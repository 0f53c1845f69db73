// src/config/model.rs

use std::time::Duration;

use serde::Deserialize;

use crate::logging::parse_level_str;

pub const DEFAULT_RESTART_DELAY_MS: u64 = 5000;
pub const DEFAULT_GRACE_PERIOD_MS: u64 = 2000;

/// Top-level configuration as read from a TOML file.
///
/// ```toml
/// [supervisor]
/// restart_delay_ms = 5000
/// grace_period_ms = 2000
/// use_shell = false
///
/// [logging]
/// level = "info"
/// ```
///
/// All sections are optional and have reasonable defaults.
#[derive(Debug, Clone, Default, Deserialize)]
#[serde(deny_unknown_fields)]
pub struct RawConfigFile {
    #[serde(default)]
    pub supervisor: SupervisorSection,

    #[serde(default)]
    pub logging: LoggingSection,
}

/// Validated configuration. Only obtainable via `TryFrom<RawConfigFile>`
/// (or [`ConfigFile::default`]).
#[derive(Debug, Clone, Default)]
pub struct ConfigFile {
    pub supervisor: SupervisorSection,
    pub logging: LoggingSection,
}

impl ConfigFile {
    pub(crate) fn new_unchecked(supervisor: SupervisorSection, logging: LoggingSection) -> Self {
        Self {
            supervisor,
            logging,
        }
    }

    pub fn restart_delay(&self) -> Duration {
        Duration::from_millis(self.supervisor.restart_delay_ms)
    }

    pub fn grace_period(&self) -> Duration {
        Duration::from_millis(self.supervisor.grace_period_ms)
    }

    /// `[logging].level`, already validated.
    pub fn log_level(&self) -> Option<tracing::Level> {
        self.logging.level.as_deref().and_then(parse_level_str)
    }
}

/// `[supervisor]` section.
#[derive(Debug, Clone, Deserialize)]
#[serde(deny_unknown_fields)]
pub struct SupervisorSection {
    /// Fixed delay between a target exiting and the replacement being spawned.
    #[serde(default = "default_restart_delay_ms")]
    pub restart_delay_ms: u64,

    /// How long the shutdown handler waits for the loop to finish cleanup.
    #[serde(default = "default_grace_period_ms")]
    pub grace_period_ms: u64,

    /// Run the command line through the platform shell instead of executing
    /// the first word directly.
    #[serde(default)]
    pub use_shell: bool,
}

fn default_restart_delay_ms() -> u64 {
    DEFAULT_RESTART_DELAY_MS
}

fn default_grace_period_ms() -> u64 {
    DEFAULT_GRACE_PERIOD_MS
}

impl Default for SupervisorSection {
    fn default() -> Self {
        Self {
            restart_delay_ms: default_restart_delay_ms(),
            grace_period_ms: default_grace_period_ms(),
            use_shell: false,
        }
    }
}

/// `[logging]` section.
#[derive(Debug, Clone, Default, Deserialize)]
#[serde(deny_unknown_fields)]
pub struct LoggingSection {
    /// "error", "warn", "info", "debug" or "trace".
    pub level: Option<String>,
}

──────────────────────────────

- Problem statement: Each line of the entries above that contains "Duration" is to be copied.

- Result of this task:
use std::time::Duration;
    pub fn restart_delay(&self) -> Duration {
        Duration::from_millis(self.supervisor.restart_delay_ms)
    pub fn grace_period(&self) -> Duration {
        Duration::from_millis(self.supervisor.grace_period_ms)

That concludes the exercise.